Perguntas frequentes sobre a Lei Magnitsky e Moraes
- Por que a Lei Magnitsky recebeu esse nome? A lei leva o nome de Sergei Magnitsky, um advogado russo que expôs um esquema de corrupção estatal e morreu na prisão de Moscovo em 2009, facto que motivou o Congresso dos EUA a criar um mecanismo de sanções para os responsáveis por violações dos direitos humanos.
- A Lei Magnitsky só se aplica a casos de direitos humanos? Não. A legislação também pode ser utilizada em situações de grandes esquemas de corrupção, desde que o governo americano avalie que esses atos violam princípios fundamentais protegidos pela lei, como a integridade das instituições democráticas.

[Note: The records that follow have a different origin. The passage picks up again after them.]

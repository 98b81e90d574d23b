//! Integration tests for the chathub-core wire format.
//!
//! These tests pin the JSON shape that existing browser clients depend on,
//! using payloads written out by hand rather than produced by the encoder.
//! If one of these fails, a deployed client just broke.

use chathub_core::{decode_event, encode_event, Event, EventKind, Roster, WireFormat};

/// A login exactly as the reference browser client sends it: every field
/// present, most of them empty, `user_list` as `null`.
const BROWSER_LOGIN: &str =
    r#"{"ip":"","user":"","from":"","type":"login","content":"alice","user_list":null}"#;

#[test]
fn test_browser_login_payload_decodes() {
    let event = decode_event(BROWSER_LOGIN.as_bytes(), WireFormat::Json).expect("decode");

    assert_eq!(event.kind, EventKind::Login);
    assert_eq!(event.body, "alice");
    assert!(event.roster.is_empty());
}

#[test]
fn test_browser_chat_payload_decodes() {
    let payload = r#"{"user":"alice","from":"alice","type":"user","content":"hello there"}"#;

    let event = decode_event(payload.as_bytes(), WireFormat::Json).expect("decode");

    assert_eq!(event.kind, EventKind::Message);
    assert_eq!(event.body, "hello there");
}

#[test]
fn test_extra_fields_are_ignored() {
    // Newer clients may add fields; the hub must keep accepting their messages.
    let payload = r#"{"type":"user","content":"hi","color":"red","ts":1700000000}"#;

    let event = decode_event(payload.as_bytes(), WireFormat::Json).expect("decode");

    assert_eq!(event.kind, EventKind::Message);
}

#[test]
fn test_empty_object_decodes_to_unknown_kind() {
    let event = decode_event(b"{}", WireFormat::Json).expect("decode");
    assert_eq!(event.kind, EventKind::Other(String::new()));
}

#[test]
fn test_json_array_payload_is_rejected() {
    assert!(decode_event(b"[1,2,3]", WireFormat::Json).is_err());
}

#[test]
fn test_hub_login_broadcast_matches_expected_json() {
    // Arrange: the event the hub emits after alice logs in as the first user
    let mut roster = Roster::new();
    roster.add("alice");
    let event = Event {
        peer_address: "127.0.0.1:40000".to_string(),
        user: "alice".to_string(),
        origin: "alice".to_string(),
        kind: EventKind::Login,
        body: "alice".to_string(),
        roster: roster.snapshot(),
    };

    // Act
    let bytes = encode_event(&event, WireFormat::Json).expect("encode");
    let actual: serde_json::Value = serde_json::from_slice(&bytes).expect("valid JSON");

    // Assert
    let expected = serde_json::json!({
        "ip": "127.0.0.1:40000",
        "user": "alice",
        "from": "alice",
        "type": "login",
        "content": "alice",
        "user_list": ["alice"],
    });
    assert_eq!(actual, expected);
}

#[test]
fn test_handshake_encodes_empty_roster_as_array_not_null() {
    let bytes = encode_event(&Event::handshake("127.0.0.1:1", Vec::new()), WireFormat::Json)
        .expect("encode");
    let value: serde_json::Value = serde_json::from_slice(&bytes).expect("valid JSON");

    assert_eq!(value["type"], "handshake");
    assert_eq!(value["user_list"], serde_json::json!([]));
}

#[test]
fn test_unknown_kind_survives_reencode() {
    let event = decode_event(br#"{"type":"typing","content":"..."}"#, WireFormat::Json)
        .expect("decode");

    let bytes = encode_event(&event, WireFormat::Json).expect("encode");
    let value: serde_json::Value = serde_json::from_slice(&bytes).expect("valid JSON");

    assert_eq!(value["type"], "typing");
}

#[test]
fn test_bincode_carries_unknown_kind() {
    let event = Event {
        kind: EventKind::Other("typing".to_string()),
        ..Event::default()
    };

    let bytes = encode_event(&event, WireFormat::Bincode).expect("encode");
    let decoded = decode_event(&bytes, WireFormat::Bincode).expect("decode");

    assert_eq!(decoded.kind, EventKind::Other("typing".to_string()));
}

#[test]
fn test_json_payload_is_not_valid_bincode_event() {
    // A peer speaking the wrong format must be rejected, not misread.
    let result = decode_event(BROWSER_LOGIN.as_bytes(), WireFormat::Bincode);
    assert!(result.is_err());
}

- Outros brasileiros foram alvo da Lei Magnitsky? Há registros de que diferentes autoridades e figuras públicas brasileiras foram citadas em discussões sobre possíveis sanções, mas a extensão e o detalhamento dessas listas variam de acordo com decisões internas do governo americano, que muitas vezes não são totalmente divulgadas.
- A remoção das sanções impede outras medidas futuras? A atual revogação põe fim às punições atuais, mas não impede que, em diferentes cenários e com outras administrações, novas sanções sejam avaliadas, caso os critérios legais da Lei Magnitsky sejam, na visão dos EUA, novamente atendidos.